Acute malignant large bowel obstruction (MBO) occurs in 8-15% of colorectal cancer patients. Self-expandable metal stents (SEMS) have progressed from a palliative modality to use as bridge-to-surgery (BTS). We aimed to conduct a clinical audit on safety and efficacy of SEMS for MBO in our institution.
Data from a prospectively maintained electronic database in a tertiary referral centre in Singapore was reviewed for all consecutive patients undergoing SEMS insertion for MBO. Technical success defined as successful SEMS deployment across tumour without complications. Clinical success defined as colonic decompression without requiring further surgical intervention. Rates of complications, median time to surgery, types of surgery and rates of recurrence were studied.

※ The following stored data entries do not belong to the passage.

pub mod envelope;
pub mod oscillator;
pub mod output;
pub mod tone;

pub use tone::ToneEmitter;
impl GameEngine {
    /// Create an engine with a freshly seeded rng. `high_score` is whatever
    /// the caller read back from persistent storage (0 if none).
    pub fn new(high_score: u32) -> Self {
        Self::with_rng(high_score, SmallRng::from_entropy())
    }

    /// Create an engine with a fixed seed, for deterministic tests
    pub fn with_seed(high_score: u32, seed: u64) -> Self {
        Self::with_rng(high_score, SmallRng::seed_from_u64(seed))
    }

    fn with_rng(high_score: u32, rng: SmallRng) -> Self {
        Self {
            session: GameSession::new(high_score),
            queue: StepQueue::new(),
            events: Vec::new(),
            rng,
            now_ms: 0,
            generation: 0,
        }
    }

    /// Read-only view of the session state
    pub fn session(&self) -> &GameSession {
        &self.session
    }

    /// Current virtual time in ms
    pub fn now_ms(&self) -> u64 {
        self.now_ms
    }

    /// Earliest pending transition, if any. A real-time driver can use this
    /// to sleep precisely instead of polling.
    pub fn next_due_ms(&self) -> Option<u64> {
        self.queue.next_due_ms()
    }

    /// True when the engine is accepting player color presses
    pub fn awaiting_input(&self) -> bool {
        self.session.started && !self.session.showing_sequence
    }

    /// Take all events published since the last drain, in emission order
    pub fn drain_events(&mut self) -> Vec<GameEvent> {
        std::mem::take(&mut self.events)
    }

    fn emit(&mut self, event: GameEvent) {
        self.events.push(event);
    }

    fn schedule(&mut self, delay_ms: u64, step: Step) {
        let due = self.now_ms + delay_ms;
        self.queue.push(due, self.generation, step);
    }

    /// Begin a round. No-op if a round is already in progress.
    pub fn start(&mut self) {
        if self.session.started {
            return;
        }
        self.session.started = true;
        self.session.level = 0;
        self.session.pattern.clear();
        self.session.user_input.clear();

        self.emit(GameEvent::StartControlVisible(false));
        self.emit(GameEvent::Header(HeaderLabel::WatchCarefully));
        self.schedule(START_LEAD_IN_MS, Step::ExtendSequence);
    }

    /// Change playback pacing. Applies from the next animated step; a hold
    /// already in flight keeps the duration it was scheduled with.
    pub fn set_difficulty(&mut self, difficulty: Difficulty) {
        self.session.difficulty = difficulty;
    }

    /// Submit a player color press. Dropped entirely (never queued) unless
    /// the engine is awaiting input.
    pub fn submit_input(&mut self, color: Color) {
        if !self.awaiting_input() {
            return;
        }
        self.session.user_input.push(color);
        self.emit(GameEvent::PlayTone(Tone::Color(color)));
        self.emit(GameEvent::PressHighlightOn(color));

        // A press during the gap after a completed level lands past the
        // pattern; the original judges that as a mismatch too
        let index = self.session.user_input.len() - 1;
        if self.session.pattern.get(index) != Some(&color) {
            self.round_end();
        } else if self.session.user_input.len() == self.session.pattern.len() {
            self.schedule(LEVEL_ADVANCE_MS, Step::ExtendSequence);
        }
        // Scheduled after judging so the flash clear survives a round end
        self.schedule(PRESS_FLASH_MS, Step::PressFlashEnd { color });
    }

    /// Advance the virtual clock to `now_ms`, firing every due transition
    /// in order. Each step runs to completion before the next one fires;
    /// calls with a clock earlier than the current position only fire what
    /// was already due.
    pub fn advance_to(&mut self, now_ms: u64) {
        while let Some(scheduled) = self.queue.pop_due(now_ms, self.generation) {
            // Steps observe the time they were due, not the poll instant,
            // so follow-on delays are not skewed by coarse ticking
            self.now_ms = self.now_ms.max(scheduled.due_ms);
            self.apply(scheduled.step);
        }
        self.now_ms = self.now_ms.max(now_ms);
    }

    fn apply(&mut self, step: Step) {
        match step {
            Step::ExtendSequence => self.extend_sequence(),
            Step::BeginPlayback => self.begin_playback(),
            Step::PlaybackStep { index } => self.playback_step(index),
            Step::PlaybackStepEnd { index } => self.playback_step_end(index),
            Step::PressFlashEnd { color } => {
                self.emit(GameEvent::PressHighlightOff(color));
            }
            Step::FaultFlashEnd => {
                self.emit(GameEvent::FaultFlashOff);
            }
            Step::ResetIdle => self.reset_idle(),
        }
    }

    /// Grow the pattern by one uniformly random color and start the next
    /// presentation. Consecutive repeats are valid draws.
    fn extend_sequence(&mut self) {
        self.session.user_input.clear();
        self.session.level += 1;
        let color = Color::ALL[self.rng.gen_range(0..Color::ALL.len())];
        self.session.pattern.push(color);

        let level = self.session.level;
        self.emit(GameEvent::LevelChanged(level));
        self.emit(GameEvent::Center(CenterDisplay::Level(level)));
        self.schedule(EXTEND_TO_PLAYBACK_MS, Step::BeginPlayback);
    }

    fn begin_playback(&mut self) {
        self.session.showing_sequence = true;
        self.emit(GameEvent::Header(HeaderLabel::Watch));
        self.schedule(PRE_HIGHLIGHT_MS, Step::PlaybackStep { index: 0 });
    }

    fn playback_step(&mut self, index: usize) {
        let color = self.session.pattern[index];
        self.emit(GameEvent::HighlightOn(color));
        self.emit(GameEvent::PlayTone(Tone::Color(color)));
        // Pace is read here, when the step fires: a difficulty change never
        // shortens or stretches a hold that is already lit
        let hold = self.session.difficulty.pace_ms();
        self.schedule(hold, Step::PlaybackStepEnd { index });
    }

    fn playback_step_end(&mut self, index: usize) {
        let color = self.session.pattern[index];
        self.emit(GameEvent::HighlightOff(color));

        let next = index + 1;
        if next < self.session.pattern.len() {
            self.schedule(PRE_HIGHLIGHT_MS, Step::PlaybackStep { index: next });
        } else {
            self.session.showing_sequence = false;
            self.emit(GameEvent::Header(HeaderLabel::YourTurn));
        }
    }

    /// Mismatch path: sound the buzz, flash the fault, settle the high
    /// score, and reset to Idle with the visible restore delayed so the
    /// player can read the end-of-round message.
    fn round_end(&mut self) {
        self.emit(GameEvent::PlayTone(Tone::Wrong));
        self.emit(GameEvent::FaultFlashOn);
        self.emit(GameEvent::Header(HeaderLabel::GameOver));
        self.emit(GameEvent::Center(CenterDisplay::Fault));

        // The level in progress was never confirmed, so the completed count
        // is level - 1. Observable behavior from the original; keep it.
        let completed = self.session.level.saturating_sub(1);
        if completed > self.session.high_score {
            self.session.high_score = completed;
            self.emit(GameEvent::HighScoreChanged(completed));
            self.emit(GameEvent::Header(HeaderLabel::NewHighScore));
        }

        self.session.reset_round();
        // New generation: anything the dead round still had queued is stale
        self.generation += 1;
        self.schedule(FAULT_FLASH_MS, Step::FaultFlashEnd);
        self.schedule(IDLE_RESTORE_MS, Step::ResetIdle);
    }

    fn reset_idle(&mut self) {
        self.emit(GameEvent::StartControlVisible(true));
        self.emit(GameEvent::Header(HeaderLabel::Simon));
        self.emit(GameEvent::Center(CenterDisplay::Go));
        self.emit(GameEvent::LevelChanged(0));
    }
}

79 patients underwent emergent SEMS placement from September 2013 to February 2020. Mean age 68.8±13.8 years, male 43/79 (54%). Mean tumour length 4.2cm±2.2cm; 89.9% (71/79) distal to splenic flexure. Technical and clinical success was 94.9% (75/79) and 98.7% (74/75), respectively. Perforation occurred in 5.1% (4/79), with no cases of stent migration or bleeding. 50/79(63.3%) of SEMS inserted as BTS. Median time to surgery was 20 days (range 6-57). Majority (41/50;82%) underwent minimally invasive surgery (robotic-assisted 7/50,14%; laparoscopic 34/50,68%). Primary anastomosis rate was 98% (49/50). 39 patients had follow-up beyond 1-year post-treatment (median 34 months). Local recurrence and distant metastasis were observed in 4/39(10.3%) and 5/39(12.8%), respectively.
SEMS acute MBO has high technical and clinical success rates with a good safety profile. Majority of patients in our audit underwent minimally invasive surgery and primary anastomosis after successful BTS.